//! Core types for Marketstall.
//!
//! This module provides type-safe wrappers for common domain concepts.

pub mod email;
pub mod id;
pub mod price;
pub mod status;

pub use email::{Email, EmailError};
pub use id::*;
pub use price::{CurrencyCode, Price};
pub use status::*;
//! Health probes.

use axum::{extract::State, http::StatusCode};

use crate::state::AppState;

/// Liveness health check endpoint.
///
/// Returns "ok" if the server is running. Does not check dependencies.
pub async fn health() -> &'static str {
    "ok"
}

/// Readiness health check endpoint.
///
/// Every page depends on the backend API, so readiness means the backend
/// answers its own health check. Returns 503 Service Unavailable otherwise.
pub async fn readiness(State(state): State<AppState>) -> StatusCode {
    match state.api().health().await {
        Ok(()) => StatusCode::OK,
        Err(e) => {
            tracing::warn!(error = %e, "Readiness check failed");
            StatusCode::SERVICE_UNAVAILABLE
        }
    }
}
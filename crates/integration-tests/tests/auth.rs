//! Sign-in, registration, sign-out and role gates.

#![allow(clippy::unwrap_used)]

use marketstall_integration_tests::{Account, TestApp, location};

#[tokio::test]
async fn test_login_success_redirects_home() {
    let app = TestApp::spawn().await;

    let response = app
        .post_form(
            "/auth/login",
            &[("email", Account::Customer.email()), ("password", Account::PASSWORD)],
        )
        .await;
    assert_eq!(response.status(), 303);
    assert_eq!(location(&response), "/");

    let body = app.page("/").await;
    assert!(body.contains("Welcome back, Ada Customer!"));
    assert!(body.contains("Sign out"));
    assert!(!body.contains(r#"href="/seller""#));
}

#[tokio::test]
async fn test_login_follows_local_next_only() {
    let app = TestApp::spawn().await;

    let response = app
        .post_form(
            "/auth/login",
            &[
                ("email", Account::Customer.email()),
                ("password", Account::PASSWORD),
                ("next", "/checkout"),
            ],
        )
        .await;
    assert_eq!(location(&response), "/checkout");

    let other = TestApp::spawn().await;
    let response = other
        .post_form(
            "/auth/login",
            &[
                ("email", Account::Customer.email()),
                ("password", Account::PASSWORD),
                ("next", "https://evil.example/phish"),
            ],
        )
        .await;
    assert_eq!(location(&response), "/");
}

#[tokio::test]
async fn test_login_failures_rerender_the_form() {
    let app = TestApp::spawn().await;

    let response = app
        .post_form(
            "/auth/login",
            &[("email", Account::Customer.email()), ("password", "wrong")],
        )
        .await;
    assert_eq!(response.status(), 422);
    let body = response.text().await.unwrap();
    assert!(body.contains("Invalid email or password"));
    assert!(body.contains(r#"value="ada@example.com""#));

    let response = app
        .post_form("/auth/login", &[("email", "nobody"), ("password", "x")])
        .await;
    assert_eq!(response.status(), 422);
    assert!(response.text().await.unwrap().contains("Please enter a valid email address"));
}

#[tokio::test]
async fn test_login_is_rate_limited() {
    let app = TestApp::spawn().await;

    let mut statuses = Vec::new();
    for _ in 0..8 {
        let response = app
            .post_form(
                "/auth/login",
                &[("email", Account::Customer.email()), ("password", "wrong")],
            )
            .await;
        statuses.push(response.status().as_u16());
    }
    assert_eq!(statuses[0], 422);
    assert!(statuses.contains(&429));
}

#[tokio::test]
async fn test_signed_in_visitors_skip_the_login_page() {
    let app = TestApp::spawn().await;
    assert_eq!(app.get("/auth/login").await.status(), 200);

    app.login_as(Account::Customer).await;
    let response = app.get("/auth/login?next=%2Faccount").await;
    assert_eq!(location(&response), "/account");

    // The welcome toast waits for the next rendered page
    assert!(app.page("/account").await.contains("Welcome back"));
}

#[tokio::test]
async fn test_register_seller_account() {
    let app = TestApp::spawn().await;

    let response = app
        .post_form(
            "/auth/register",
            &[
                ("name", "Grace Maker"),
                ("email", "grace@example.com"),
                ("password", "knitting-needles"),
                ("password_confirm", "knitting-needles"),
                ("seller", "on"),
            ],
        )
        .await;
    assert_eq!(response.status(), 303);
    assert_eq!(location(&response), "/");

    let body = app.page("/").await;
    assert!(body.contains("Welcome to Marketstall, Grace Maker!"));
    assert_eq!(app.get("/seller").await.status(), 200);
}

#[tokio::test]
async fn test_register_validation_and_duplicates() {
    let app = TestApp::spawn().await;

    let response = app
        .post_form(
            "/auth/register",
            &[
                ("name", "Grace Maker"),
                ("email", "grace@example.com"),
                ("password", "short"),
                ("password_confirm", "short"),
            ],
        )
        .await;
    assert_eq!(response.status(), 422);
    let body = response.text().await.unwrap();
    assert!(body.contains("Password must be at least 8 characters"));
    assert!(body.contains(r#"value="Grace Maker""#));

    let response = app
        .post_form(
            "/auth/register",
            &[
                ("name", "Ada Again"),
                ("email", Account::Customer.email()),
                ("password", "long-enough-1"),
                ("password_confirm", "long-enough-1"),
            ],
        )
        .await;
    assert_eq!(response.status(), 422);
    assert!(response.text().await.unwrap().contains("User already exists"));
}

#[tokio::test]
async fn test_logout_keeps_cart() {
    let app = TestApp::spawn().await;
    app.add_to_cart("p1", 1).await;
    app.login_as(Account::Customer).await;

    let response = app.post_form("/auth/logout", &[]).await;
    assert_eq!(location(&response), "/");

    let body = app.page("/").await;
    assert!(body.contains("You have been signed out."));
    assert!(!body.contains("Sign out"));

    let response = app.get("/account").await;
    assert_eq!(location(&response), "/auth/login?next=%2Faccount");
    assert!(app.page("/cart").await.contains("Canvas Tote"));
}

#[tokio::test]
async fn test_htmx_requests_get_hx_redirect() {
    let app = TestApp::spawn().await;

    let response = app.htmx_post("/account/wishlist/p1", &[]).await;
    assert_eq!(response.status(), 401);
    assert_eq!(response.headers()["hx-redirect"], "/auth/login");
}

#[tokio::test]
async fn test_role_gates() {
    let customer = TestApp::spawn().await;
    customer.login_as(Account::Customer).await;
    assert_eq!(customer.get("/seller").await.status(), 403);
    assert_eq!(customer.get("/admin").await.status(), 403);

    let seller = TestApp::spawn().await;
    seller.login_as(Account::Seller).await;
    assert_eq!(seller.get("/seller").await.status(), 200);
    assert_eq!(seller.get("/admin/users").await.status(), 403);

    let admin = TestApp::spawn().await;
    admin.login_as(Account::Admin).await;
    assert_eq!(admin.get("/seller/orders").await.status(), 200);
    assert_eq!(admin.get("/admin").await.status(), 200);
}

- Work task: Repeat the material in full, exactly as it reads.

- The completed task:
//! Core types for Marketstall.
//!
//! This module provides type-safe wrappers for common domain concepts.

pub mod email;
pub mod id;
pub mod price;
pub mod status;

pub use email::{Email, EmailError};
pub use id::*;
pub use price::{CurrencyCode, Price};
pub use status::*;
//! Health probes.

use axum::{extract::State, http::StatusCode};

use crate::state::AppState;

/// Liveness health check endpoint.
///
/// Returns "ok" if the server is running. Does not check dependencies.
pub async fn health() -> &'static str {
    "ok"
}

/// Readiness health check endpoint.
///
/// Every page depends on the backend API, so readiness means the backend
/// answers its own health check. Returns 503 Service Unavailable otherwise.
pub async fn readiness(State(state): State<AppState>) -> StatusCode {
    match state.api().health().await {
        Ok(()) => StatusCode::OK,
        Err(e) => {
            tracing::warn!(error = %e, "Readiness check failed");
            StatusCode::SERVICE_UNAVAILABLE
        }
    }
}
filename crates/integration-tests/tests/auth.rs
//! Sign-in, registration, sign-out and role gates.

#![allow(clippy::unwrap_used)]

use marketstall_integration_tests::{Account, TestApp, location};

#[tokio::test]
async fn test_login_success_redirects_home() {
    let app = TestApp::spawn().await;

    let response = app
        .post_form(
            "/auth/login",
            &[("email", Account::Customer.email()), ("password", Account::PASSWORD)],
        )
        .await;
    assert_eq!(response.status(), 303);
    assert_eq!(location(&response), "/");

    let body = app.page("/").await;
    assert!(body.contains("Welcome back, Ada Customer!"));
    assert!(body.contains("Sign out"));
    assert!(!body.contains(r#"href="/seller""#));
}

#[tokio::test]
async fn test_login_follows_local_next_only() {
    let app = TestApp::spawn().await;

    let response = app
        .post_form(
            "/auth/login",
            &[
                ("email", Account::Customer.email()),
                ("password", Account::PASSWORD),
                ("next", "/checkout"),
            ],
        )
        .await;
    assert_eq!(location(&response), "/checkout");

    let other = TestApp::spawn().await;
    let response = other
        .post_form(
            "/auth/login",
            &[
                ("email", Account::Customer.email()),
                ("password", Account::PASSWORD),
                ("next", "https://evil.example/phish"),
            ],
        )
        .await;
    assert_eq!(location(&response), "/");
}

#[tokio::test]
async fn test_login_failures_rerender_the_form() {
    let app = TestApp::spawn().await;

    let response = app
        .post_form(
            "/auth/login",
            &[("email", Account::Customer.email()), ("password", "wrong")],
        )
        .await;
    assert_eq!(response.status(), 422);
    let body = response.text().await.unwrap();
    assert!(body.contains("Invalid email or password"));
    assert!(body.contains(r#"value="ada@example.com""#));

    let response = app
        .post_form("/auth/login", &[("email", "nobody"), ("password", "x")])
        .await;
    assert_eq!(response.status(), 422);
    assert!(response.text().await.unwrap().contains("Please enter a valid email address"));
}

#[tokio::test]
async fn test_login_is_rate_limited() {
    let app = TestApp::spawn().await;

    let mut statuses = Vec::new();
    for _ in 0..8 {
        let response = app
            .post_form(
                "/auth/login",
                &[("email", Account::Customer.email()), ("password", "wrong")],
            )
            .await;
        statuses.push(response.status().as_u16());
    }
    assert_eq!(statuses[0], 422);
    assert!(statuses.contains(&429));
}

#[tokio::test]
async fn test_signed_in_visitors_skip_the_login_page() {
    let app = TestApp::spawn().await;
    assert_eq!(app.get("/auth/login").await.status(), 200);

    app.login_as(Account::Customer).await;
    let response = app.get("/auth/login?next=%2Faccount").await;
    assert_eq!(location(&response), "/account");

    // The welcome toast waits for the next rendered page
    assert!(app.page("/account").await.contains("Welcome back"));
}

#[tokio::test]
async fn test_register_seller_account() {
    let app = TestApp::spawn().await;

    let response = app
        .post_form(
            "/auth/register",
            &[
                ("name", "Grace Maker"),
                ("email", "grace@example.com"),
                ("password", "knitting-needles"),
                ("password_confirm", "knitting-needles"),
                ("seller", "on"),
            ],
        )
        .await;
    assert_eq!(response.status(), 303);
    assert_eq!(location(&response), "/");

    let body = app.page("/").await;
    assert!(body.contains("Welcome to Marketstall, Grace Maker!"));
    assert_eq!(app.get("/seller").await.status(), 200);
}

#[tokio::test]
async fn test_register_validation_and_duplicates() {
    let app = TestApp::spawn().await;

    let response = app
        .post_form(
            "/auth/register",
            &[
                ("name", "Grace Maker"),
                ("email", "grace@example.com"),
                ("password", "short"),
                ("password_confirm", "short"),
            ],
        )
        .await;
    assert_eq!(response.status(), 422);
    let body = response.text().await.unwrap();
    assert!(body.contains("Password must be at least 8 characters"));
    assert!(body.contains(r#"value="Grace Maker""#));

    let response = app
        .post_form(
            "/auth/register",
            &[
                ("name", "Ada Again"),
                ("email", Account::Customer.email()),
                ("password", "long-enough-1"),
                ("password_confirm", "long-enough-1"),
            ],
        )
        .await;
    assert_eq!(response.status(), 422);
    assert!(response.text().await.unwrap().contains("User already exists"));
}

#[tokio::test]
async fn test_logout_keeps_cart() {
    let app = TestApp::spawn().await;
    app.add_to_cart("p1", 1).await;
    app.login_as(Account::Customer).await;

    let response = app.post_form("/auth/logout", &[]).await;
    assert_eq!(location(&response), "/");

    let body = app.page("/").await;
    assert!(body.contains("You have been signed out."));
    assert!(!body.contains("Sign out"));

    let response = app.get("/account").await;
    assert_eq!(location(&response), "/auth/login?next=%2Faccount");
    assert!(app.page("/cart").await.contains("Canvas Tote"));
}

#[tokio::test]
async fn test_htmx_requests_get_hx_redirect() {
    let app = TestApp::spawn().await;

    let response = app.htmx_post("/account/wishlist/p1", &[]).await;
    assert_eq!(response.status(), 401);
    assert_eq!(response.headers()["hx-redirect"], "/auth/login");
}

#[tokio::test]
async fn test_role_gates() {
    let customer = TestApp::spawn().await;
    customer.login_as(Account::Customer).await;
    assert_eq!(customer.get("/seller").await.status(), 403);
    assert_eq!(customer.get("/admin").await.status(), 403);

    let seller = TestApp::spawn().await;
    seller.login_as(Account::Seller).await;
    assert_eq!(seller.get("/seller").await.status(), 200);
    assert_eq!(seller.get("/admin/users").await.status(), 403);

    let admin = TestApp::spawn().await;
    admin.login_as(Account::Admin).await;
    assert_eq!(admin.get("/seller/orders").await.status(), 200);
    assert_eq!(admin.get("/admin").await.status(), 200);
}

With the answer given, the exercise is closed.